3.2 Direct Trust Quantification

In the ATSR model, each sensor node monitors the behaviour of its one-hop neighbours regarding specific behavioural aspects. Table 1 lists the ATSR trust and reputation metrics that a sensor node uses to compute the direct trust (DT) values for its neighbours. These metrics are used to detect a sensor node’s desire for collaboration in terms of reputation exchange and routing. The aim of each trust metric is to detect and avoid one or more routing attacks. The remaining energy metric is obtained by periodically exchanging BEACON messages and is part of the trust model [25–36]. The ATSR model uses the remaining energy metric to do load balancing in the network to prevent a sensor node with a high trust value from dying out too soon.

• Equation (1) shows the trust value for the remaining energy metric, where V $_{initial}$ and V $_{now}$ represent levels of remaining energy reported by the first and last packets received from a neighbour.

T_{RE} = \frac{v_{now}}{v_{initial}}

(1)

• Both the confidentiality and authentication metrics are set to 1 if a sensor node supports a high-security system, otherwise, they are both set to 0.

• For the other five metrics, Equation (2) gives the trust value for each metric m (denoted as T ${}_{m}^{i, j}$ ) at sensor node i regarding the neighbour node j, where: S ${}_{m}^{i, j}$ is the number of successful metric m events that a node i has measured for a node j, and F ${}_{m}^{i, j}$ is the number of failed metric m events that a node i has measured for node j.

T_{m}^{i, j} = \frac{S_{m}^{i, j}}{S_{m}^{i, j} + F_{m}^{i, j}}

(2)

• Equation (3) uses a weighted sum of the computed trust values to get the overall direct trust value for each neighbour, where W $_{m}$ is the importance (weight) of the trust metric m.

{DT}^{i, j} = \sum_{m = 1}^{8} (W_{m} * T_{m}^{i, j})

(3)

The main problem with the ATSR model is that the weights Wm are set manually for each scenario. This means that the weights have to be changed every time the network environment changes.

3.3 Indirect Trust Quantification

Equation (4) uses a weighted approach to compute the indirect trust value ${IT}^{i, j}$ passed from a neighbor node j to node i, where:

• Nm is neighbouring nodes to node i.

• n is the number of neighbouring nodes that provided reputation responses to sensor node i (the ATSR model uses n $=$ 4 to reduce overhead).

• DT $^{Nm, j}$ is the IT of sensor node j which is provided by nodes Nm.

• W(DT $^{i, Nm}$ ) is a weighting factor reflecting a node’s i DT value of nodes Nm.

{IT}^{i_{,} j} = \sum_{m = 1}^{n} W ({DT}^{i, Nm}) * {DT}^{Nm, j}

(4)

3.4 Total Trust Quantification

In Equation (5), the total trust (TT) for a neighbour j is calculated as the sum of the direct and indirect trust values for that neighbour. The direct and indirect trust values are balanced by a confidence factor C $^{i, j}$ .

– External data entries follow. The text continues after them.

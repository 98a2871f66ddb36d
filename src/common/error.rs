//! Error types for the application.

use serenity::http::HttpError;
use serenity::model::ModelError;
use thiserror::Error;

/// Top-level application error.
#[derive(Debug, Error)]
pub enum AppError {
    #[error("Configuration error: {0}")]
    Config(#[from] ConfigError),

    #[error("Discord error: {0}")]
    Discord(#[from] serenity::Error),

    #[error("HTTP client error: {0}")]
    Http(#[from] reqwest::Error),
}

/// Configuration-related errors.
#[derive(Debug, Error)]
pub enum ConfigError {
    #[error("Failed to read config file '{path}': {source}")]
    IoError {
        path: String,
        #[source]
        source: std::io::Error,
    },

    #[error("Failed to parse config: {message}")]
    ParseError { message: String },

    #[error("Config validation failed: {message}")]
    ValidationError { message: String },
}

/// Failure of a single gateway operation (send, create thread, fetch, lookup).
#[derive(Debug, Clone, PartialEq, Eq, Error)]
pub enum GatewayError {
    /// The bot lacks the permission for the operation.
    #[error("Missing permission: {0}")]
    Unauthorized(String),

    /// The target was deleted or is not cached.
    #[error("Not found: {0}")]
    NotFound(String),

    /// Transport failure, timeout or anything unexpected.
    #[error("Gateway error: {0}")]
    Other(String),
}

impl From<serenity::Error> for GatewayError {
    fn from(error: serenity::Error) -> Self {
        let message = error.to_string();
        match &error {
            serenity::Error::Http(HttpError::UnsuccessfulRequest(response)) => {
                match response.status_code.as_u16() {
                    401 | 403 => Self::Unauthorized(message),
                    404 => Self::NotFound(message),
                    _ => Self::Other(message),
                }
            }
            serenity::Error::Model(ModelError::InvalidPermissions { .. }) => {
                Self::Unauthorized(message)
            }
            _ => Self::Other(message),
        }
    }
}

/// Result type alias using AppError.
pub type Result<T> = std::result::Result<T, AppError>;

/// Result type alias for gateway operations.
pub type GatewayResult<T> = std::result::Result<T, GatewayError>;
//! Patching the trailer for an incremental update.
//!
//! The old trailer segment (`trailer` through the end-of-line after
//! `startxref`) is reused. Only the values of the top-level `/Root` and
//! `/Size` keys change; every other byte is copied as found.

use crate::error::{Error, Result};
use crate::lexer::{spanned_tokens, SpannedToken, Token};
use crate::object::ObjectRef;
use crate::writer::appender::ObjectAppender;
use std::io::Write;
use std::ops::Range;

/// Index just past the value that starts at token `i`.
fn value_end(tokens: &[SpannedToken<'_>], i: usize) -> Result<usize> {
    match &tokens[i].token {
        Token::Integer(_) => {
            let is_reference = matches!(
                (tokens.get(i + 1).map(|t| &t.token), tokens.get(i + 2).map(|t| &t.token)),
                (Some(Token::Integer(_)), Some(Token::R))
            );
            Ok(if is_reference { i + 3 } else { i + 1 })
        },
        Token::DictStart | Token::ArrayStart => {
            let mut depth = 0usize;
            for (j, tok) in tokens.iter().enumerate().skip(i) {
                match tok.token {
                    Token::DictStart | Token::ArrayStart => depth += 1,
                    Token::DictEnd | Token::ArrayEnd => {
                        depth -= 1;
                        if depth == 0 {
                            return Ok(j + 1);
                        }
                    },
                    _ => {},
                }
            }
            Err(Error::ParseError {
                offset: tokens[i].span.start,
                reason: "unterminated container in trailer".to_string(),
            })
        },
        Token::DictEnd | Token::ArrayEnd => Err(Error::ParseError {
            offset: tokens[i].span.start,
            reason: "trailer key without value".to_string(),
        }),
        _ => Ok(i + 1),
    }
}

/// Byte ranges of the values of top-level `key` entries in the first dictionary of `segment`.
fn top_level_value_spans(tokens: &[SpannedToken<'_>], key: &str) -> Result<Vec<Range<usize>>> {
    let dict_start = tokens
        .iter()
        .position(|t| t.token == Token::DictStart)
        .ok_or_else(|| Error::TrailerFieldNotFound(key.to_string()))?;

    let mut spans = Vec::new();
    let mut i = dict_start + 1;
    while i < tokens.len() {
        let name = match &tokens[i].token {
            Token::DictEnd => return Ok(spans),
            Token::Name(name) => name,
            _ => {
                return Err(Error::ParseError {
                    offset: tokens[i].span.start,
                    reason: "trailer key is not a name".to_string(),
                })
            },
        };

        let value_start = i + 1;
        if value_start >= tokens.len() {
            break;
        }
        let end = value_end(tokens, value_start)?;
        if name == key {
            spans.push(tokens[value_start].span.start..tokens[end - 1].span.end);
        }
        i = end;
    }

    Err(Error::ParseError {
        offset: tokens.last().map_or(0, |t| t.span.end),
        reason: "unterminated trailer dictionary".to_string(),
    })
}

/// Return `segment` with `/Root` pointing at `root` and `/Size` set to `size`.
///
/// # Errors
///
/// `TrailerFieldNotFound` if either key is absent from the top-level dictionary.
pub fn patch_trailer(segment: &[u8], root: ObjectRef, size: u32) -> Result<Vec<u8>> {
    let tokens = spanned_tokens(segment)?;

    let mut replacements = Vec::new();
    for (key, value) in [("Root", root.to_string()), ("Size", size.to_string())] {
        let spans = top_level_value_spans(&tokens, key)?;
        if spans.is_empty() {
            return Err(Error::TrailerFieldNotFound(key.to_string()));
        }
        replacements.extend(spans.into_iter().map(|span| (span, value.clone())));
    }
    replacements.sort_by_key(|(span, _)| span.start);

    let mut out = Vec::with_capacity(segment.len() + 8);
    let mut cursor = 0;
    for (span, value) in replacements {
        out.extend_from_slice(&segment[cursor..span.start]);
        out.extend_from_slice(value.as_bytes());
        cursor = span.end;
    }
    out.extend_from_slice(&segment[cursor..]);
    Ok(out)
}

/// Write the patched trailer segment, the new `startxref` offset and `%%EOF`.
///
/// The offset always starts on its own line, even when the source put it
/// on the same line as `startxref`.
pub fn rewrite_trailer<W: Write>(
    appender: &mut ObjectAppender<W>,
    segment: &[u8],
    root: ObjectRef,
    size: u32,
    xref_start: u64,
) -> Result<()> {
    let patched = patch_trailer(segment, root, size)?;
    log::debug!("Trailer patched: /Root {} /Size {}", root, size);

    appender.write_raw(&patched)?;
    if !patched.ends_with(b"\n") && !patched.ends_with(b"\r") {
        appender.write_raw(b"\n")?;
    }
    appender.write_raw(format!("{}\n", xref_start).as_bytes())?;
    appender.write_raw(b"%%EOF\n")?;
    Ok(())
}

#[cfg(test)]
mod tests {
    use super::*;

    #[test]
    fn test_patches_root_and_size_only() {
        let segment = b"trailer\n<< /Size 42 /Root 10 0 R /Info 3 0 R /ID [<AB> <CD>] >>\nstartxref\n";
        let patched = patch_trailer(segment, ObjectRef::fresh(43), 45).unwrap();
        assert_eq!(
            patched,
            b"trailer\n<< /Size 45 /Root 43 0 R /Info 3 0 R /ID [<AB> <CD>] >>\nstartxref\n".to_vec()
        );
    }

    #[test]
    fn test_nested_root_key_is_left_alone() {
        let segment = b"trailer\n<</Extra<</Root 1 0 R/Size 7>>/Size 9/Root 2 0 R>>\r\nstartxref\r\n";
        let patched = patch_trailer(segment, ObjectRef::fresh(11), 12).unwrap();
        assert_eq!(
            patched,
            b"trailer\n<</Extra<</Root 1 0 R/Size 7>>/Size 12/Root 11 0 R>>\r\nstartxref\r\n".to_vec()
        );
    }

    #[test]
    fn test_size_text_elsewhere_is_not_replaced() {
        let segment = b"trailer\n<< /Root 1 0 R /Size 4 /Note (Size 4) >>\nstartxref\n";
        let patched = patch_trailer(segment, ObjectRef::fresh(5), 7).unwrap();
        assert_eq!(patched, b"trailer\n<< /Root 5 0 R /Size 7 /Note (Size 4) >>\nstartxref\n".to_vec());
    }

    #[test]
    fn test_missing_root() {
        let err = patch_trailer(b"trailer\n<< /Size 4 >>\nstartxref\n", ObjectRef::fresh(5), 7).unwrap_err();
        assert!(matches!(err, Error::TrailerFieldNotFound(ref key) if key == "Root"));
    }

    #[test]
    fn test_missing_size() {
        let err = patch_trailer(b"trailer\n<< /Root 1 0 R >>\nstartxref\n", ObjectRef::fresh(5), 7).unwrap_err();
        assert!(matches!(err, Error::TrailerFieldNotFound(ref key) if key == "Size"));
    }

    #[test]
    fn test_rewrite_appends_offset_and_eof() {
        let mut appender = ObjectAppender::new(Vec::new(), 1, 0);
        rewrite_trailer(
            &mut appender,
            b"trailer\n<< /Size 2 /Root 1 0 R >>\nstartxref\n",
            ObjectRef::fresh(3),
            4,
            1234,
        )
        .unwrap();
        let (out, _) = appender.finish().unwrap();
        assert_eq!(out, b"trailer\n<< /Size 4 /Root 3 0 R >>\nstartxref\n1234\n%%EOF\n".to_vec());
    }

    #[test]
    fn test_offset_goes_on_its_own_line() {
        let mut appender = ObjectAppender::new(Vec::new(), 1, 0);
        rewrite_trailer(
            &mut appender,
            b"trailer\n<< /Size 2 /Root 1 0 R >>\nstartxref",
            ObjectRef::fresh(3),
            4,
            1234,
        )
        .unwrap();
        let (out, _) = appender.finish().unwrap();
        assert_eq!(out, b"trailer\n<< /Size 4 /Root 3 0 R >>\nstartxref\n1234\n%%EOF\n".to_vec());
    }
}
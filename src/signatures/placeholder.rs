//! Signature dictionary placeholder and post-pass preparation.
//!
//! The signature object is appended with a zero-filled `/Contents` and a
//! fixed-width `/ByteRange`. Once the incremental update is complete the
//! caller loads the output, lets [`PdfSigner::prepare`] patch the ByteRange,
//! hands [`PdfSigner::signed_bytes`] to an external signer and writes the
//! result back with [`PdfSigner::insert_signature`].

use super::byterange::{ByteRangeCalculator, BYTE_RANGE_PLACEHOLDER};
use super::types::SignOptions;
use crate::error::{Error, Result};
use crate::object::Object;
use crate::writer::ObjectSerializer;
use chrono::{DateTime, Utc};

/// Where the signature value goes in a finished file.
#[derive(Debug, Clone, Copy, PartialEq, Eq)]
pub struct PreparedSignature {
    /// The ByteRange written into the file
    pub byte_range: [i64; 4],
    /// Offset of the `<` opening the /Contents value
    pub contents_offset: usize,
}

/// Builds signature placeholders and fills them after the pass.
#[derive(Debug)]
pub struct PdfSigner {
    options: SignOptions,
    byte_range_calc: ByteRangeCalculator,
}

impl PdfSigner {
    /// Create a signer with the given options.
    pub fn new(options: SignOptions) -> Self {
        let byte_range_calc = ByteRangeCalculator::new(options.estimated_size);
        Self {
            options,
            byte_range_calc,
        }
    }

    /// Get the signing options.
    pub fn options(&self) -> &SignOptions {
        &self.options
    }

    /// Bytes reserved for `/Contents` including the angle brackets.
    pub fn placeholder_size(&self) -> usize {
        self.byte_range_calc.placeholder_size()
    }

    /// Signature dictionary with the current time as `/M`.
    pub fn build_placeholder(&self) -> Vec<u8> {
        self.build_placeholder_at(Utc::now())
    }

    /// Signature dictionary with `signing_time` as `/M`.
    pub fn build_placeholder_at(&self, signing_time: DateTime<Utc>) -> Vec<u8> {
        let mut dict = String::from("<<\n");
        dict.push_str("  /Type /Sig\n");
        dict.push_str("  /Filter /Adobe.PPKLite\n");
        dict.push_str(&format!("  /SubFilter /{}\n", self.options.sub_filter.as_pdf_name()));
        dict.push_str(&format!("  /ByteRange {}\n", BYTE_RANGE_PLACEHOLDER));
        dict.push_str(&format!("  /Contents {}\n", self.byte_range_calc.generate_placeholder()));

        let optional = [
            ("Name", &self.options.name),
            ("Reason", &self.options.reason),
            ("Location", &self.options.location),
            ("ContactInfo", &self.options.contact_info),
        ];
        for (key, value) in optional {
            if let Some(value) = value {
                dict.push_str(&format!("  /{} {}\n", key, pdf_text(value)));
            }
        }

        dict.push_str(&format!("  /M ({})\n", format_pdf_date(signing_time)));
        dict.push_str(">>");
        dict.into_bytes()
    }

    /// Patch the ByteRange of the signature object at `signature_offset`.
    ///
    /// `pdf_data` must be the complete output of the pass.
    pub fn prepare(&self, pdf_data: &mut [u8], signature_offset: u64) -> Result<PreparedSignature> {
        let sig_offset = usize::try_from(signature_offset)
            .map_err(|_| Error::InvalidPdf(format!("signature offset {} out of range", signature_offset)))?;

        let contents_offset = ByteRangeCalculator::find_contents_offset(pdf_data, sig_offset)
            .ok_or_else(|| Error::InvalidPdf(format!("no /Contents in signature at byte {}", sig_offset)))?;
        let byte_range_offset = ByteRangeCalculator::find_byte_range_offset(pdf_data, sig_offset)
            .ok_or_else(|| Error::InvalidPdf(format!("no /ByteRange in signature at byte {}", sig_offset)))?;

        let byte_range = self
            .byte_range_calc
            .calculate_byte_range(pdf_data.len(), contents_offset);
        ByteRangeCalculator::validate_byte_range(&byte_range, pdf_data.len())?;
        ByteRangeCalculator::patch_byte_range(pdf_data, byte_range_offset, &byte_range)?;

        log::debug!("ByteRange {}", ByteRangeCalculator::format_byte_range(&byte_range));
        Ok(PreparedSignature {
            byte_range,
            contents_offset,
        })
    }

    /// The bytes an external signer has to sign.
    pub fn signed_bytes(pdf_data: &[u8], prepared: &PreparedSignature) -> Result<Vec<u8>> {
        ByteRangeCalculator::extract_signed_bytes(pdf_data, &prepared.byte_range)
    }

    /// Write a DER signature into the `/Contents` placeholder.
    pub fn insert_signature(&self, pdf_data: &mut [u8], prepared: &PreparedSignature, signature: &[u8]) -> Result<()> {
        self.byte_range_calc
            .insert_signature(pdf_data, prepared.contents_offset, &bytes_to_hex(signature))
    }
}

/// Convert bytes to uppercase hex string.
fn bytes_to_hex(bytes: &[u8]) -> String {
    const HEX_CHARS: &[u8] = b"0123456789ABCDEF";
    let mut hex = String::with_capacity(bytes.len() * 2);
    for &byte in bytes {
        hex.push(HEX_CHARS[(byte >> 4) as usize] as char);
        hex.push(HEX_CHARS[(byte & 0x0F) as usize] as char);
    }
    hex
}

/// Text string: a literal for ASCII, otherwise UTF-16BE with a byte order mark.
fn pdf_text(value: &str) -> String {
    let bytes = if value.is_ascii() {
        value.as_bytes().to_vec()
    } else {
        let mut utf16 = vec![0xFE, 0xFF];
        utf16.extend(value.encode_utf16().flat_map(u16::to_be_bytes));
        utf16
    };
    ObjectSerializer::compact().serialize_to_string(&Object::String(bytes))
}

/// Format a timestamp as a PDF date: `D:YYYYMMDDHHmmSS+00'00'`.
pub fn format_pdf_date(time: DateTime<Utc>) -> String {
    time.format("D:%Y%m%d%H%M%S+00'00'").to_string()
}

{TT}^{i, j} = C^{i, j} * {DT}^{i, j} + (1 - C^{i, j}) * {IT}^{i, j}

(5)

The confidence factor C $_{i, j}$ of node i considering a neighbour node j is calculated based on Equation (6), where:

• N $^{i, j}$ is the number of interactions between nodes i and j.

• M is a fixed integer. The ATSR model uses a value of M $=$ 1.

C^{i, j} = \frac{N^{i, j}}{N^{i, j} + M}

(6)

3.5 Distance Routing Metric Quantification

The distance metric $D_{m}^{i, j}$ of each neighbor to the destination is calculated by using the Equation (7), where:

• d $_{j}$ is the Euclidean distance between neighbour j and the destination.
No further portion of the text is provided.